* Instructions to follow
Working from the records below, repeat exactly the lines starting at the line that contains "use std::io::Write as _;" and ending at the line that contains "pub(super) struct RefreshParams", inclusive.

Entries taken from a collection:
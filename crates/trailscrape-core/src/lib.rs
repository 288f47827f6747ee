pub mod app_config;
pub mod config;
pub mod fragment;
pub mod profile;

pub use app_config::{AppConfig, RefreshSchedule};
pub use config::{load_app_config, load_app_config_from_env};
pub use fragment::render_fragment;
pub use profile::{ExtractionStatus, ProfileRecord, StoredProfile};

use thiserror::Error;

#[derive(Debug, Error)]
pub enum ConfigError {
    #[error("missing required environment variable: {0}")]
    MissingEnvVar(String),

    #[error("invalid value for {var}: {reason}")]
    InvalidEnvVar { var: String, reason: String },
}
mod commands;

use std::io::Write as _;

use clap::{Parser, Subcommand};
use tracing_subscriber::EnvFilter;

#[derive(Debug, Parser)]
#[command(name = "trailscrape-cli")]
#[command(about = "Trailhead profile scraper command line interface")]
struct Cli {
    #[command(subcommand)]
    command: Option<Commands>,
}

#[derive(Debug, Subcommand)]
enum Commands {
    /// Scrape the given profiles now and print the progress stream.
    Refresh {
        /// Comma-separated trailblazer ids, e.g. `jdoe,foobar`.
        #[arg(long)]
        ids: String,
    },
    /// Print the cached fragment for one id (nothing if never refreshed).
    Show { id: String },
    /// List cached ids with their extraction status.
    List,
}

#[tokio::main]
async fn main() -> anyhow::Result<()> {
    let config = trailscrape_core::load_app_config()?;
    let env_filter = EnvFilter::try_from_default_env()
        .or_else(|_| EnvFilter::try_new(config.log_level.clone()))?;
    // stdout carries command output only.
    tracing_subscriber::fmt()
        .with_env_filter(env_filter)
        .with_writer(std::io::stderr)
        .init();

    let cli = Cli::parse();
    let mut out = std::io::stdout().lock();
    match cli.command {
        Some(Commands::Refresh { ids }) => commands::run_refresh(&config, &ids, &mut out).await?,
        Some(Commands::Show { id }) => commands::run_show(&config, &id, &mut out).await?,
        Some(Commands::List) => commands::run_list(&config, &mut out).await?,
        None => writeln!(out, "trailscrape-cli: pass --help for the available commands")?,
    }

    Ok(())
}
//! `GET /refresh?ids=a,b`: runs a batch and streams its progress.

use std::convert::Infallible;

use axum::{
    body::Body,
    extract::{Query, State},
    http::header,
    response::{IntoResponse, Response},
};
use serde::Deserialize;
use tokio::sync::mpsc;
use trailscrape_scraper::{parse_ids, ProgressEvent, RefreshBusy};

use super::AppState;

pub const USAGE: &str =
    "You should pass the list of trailblazer ids as url param \n example ?ids=jdoe,foobar";

#[derive(Debug, Deserialize)]
pub(super) struct RefreshParams {
    ids: Option<String>,
}

/// Informational outcomes are plain text with status 200; only an admitted
/// batch gets the streaming body.
pub(super) async fn refresh(
    State(state): State<AppState>,
    Query(params): Query<RefreshParams>,
) -> Response {
    if state.orchestrator.is_busy() {
        return RefreshBusy.to_string().into_response();
    }
    let Some(ids) = parse_ids(params.ids.as_deref()) else {
        return USAGE.into_response();
    };

    match state.orchestrator.start(ids) {
        // The batch outlives the connection; its task handle is not needed here.
        Ok(run) => (
            [
                (header::CONTENT_TYPE, "text/event-stream"),
                (header::CACHE_CONTROL, "no-cache"),
            ],
            Body::from_stream(progress_stream(run.progress)),
        )
            .into_response(),
        Err(busy) => busy.to_string().into_response(),
    }
}

fn progress_stream(
    progress: mpsc::Receiver<ProgressEvent>,
) -> impl futures::Stream<Item = Result<String, Infallible>> {
    futures::stream::unfold(progress, |mut progress| async move {
        let event = progress.recv().await?;
        Some((Ok(event.render()), progress))
    })
}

* Problem solution
use std::io::Write as _;

use clap::{Parser, Subcommand};
use tracing_subscriber::EnvFilter;

#[derive(Debug, Parser)]
#[command(name = "trailscrape-cli")]
#[command(about = "Trailhead profile scraper command line interface")]
struct Cli {
    #[command(subcommand)]
    command: Option<Commands>,
}

#[derive(Debug, Subcommand)]
enum Commands {
    /// Scrape the given profiles now and print the progress stream.
    Refresh {
        /// Comma-separated trailblazer ids, e.g. `jdoe,foobar`.
        #[arg(long)]
        ids: String,
    },
    /// Print the cached fragment for one id (nothing if never refreshed).
    Show { id: String },
    /// List cached ids with their extraction status.
    List,
}

#[tokio::main]
async fn main() -> anyhow::Result<()> {
    let config = trailscrape_core::load_app_config()?;
    let env_filter = EnvFilter::try_from_default_env()
        .or_else(|_| EnvFilter::try_new(config.log_level.clone()))?;
    // stdout carries command output only.
    tracing_subscriber::fmt()
        .with_env_filter(env_filter)
        .with_writer(std::io::stderr)
        .init();

    let cli = Cli::parse();
    let mut out = std::io::stdout().lock();
    match cli.command {
        Some(Commands::Refresh { ids }) => commands::run_refresh(&config, &ids, &mut out).await?,
        Some(Commands::Show { id }) => commands::run_show(&config, &id, &mut out).await?,
        Some(Commands::List) => commands::run_list(&config, &mut out).await?,
        None => writeln!(out, "trailscrape-cli: pass --help for the available commands")?,
    }

    Ok(())
}
//! `GET /refresh?ids=a,b`: runs a batch and streams its progress.

use std::convert::Infallible;

use axum::{
    body::Body,
    extract::{Query, State},
    http::header,
    response::{IntoResponse, Response},
};
use serde::Deserialize;
use tokio::sync::mpsc;
use trailscrape_scraper::{parse_ids, ProgressEvent, RefreshBusy};

use super::AppState;

pub const USAGE: &str =
    "You should pass the list of trailblazer ids as url param \n example ?ids=jdoe,foobar";

#[derive(Debug, Deserialize)]
pub(super) struct RefreshParams {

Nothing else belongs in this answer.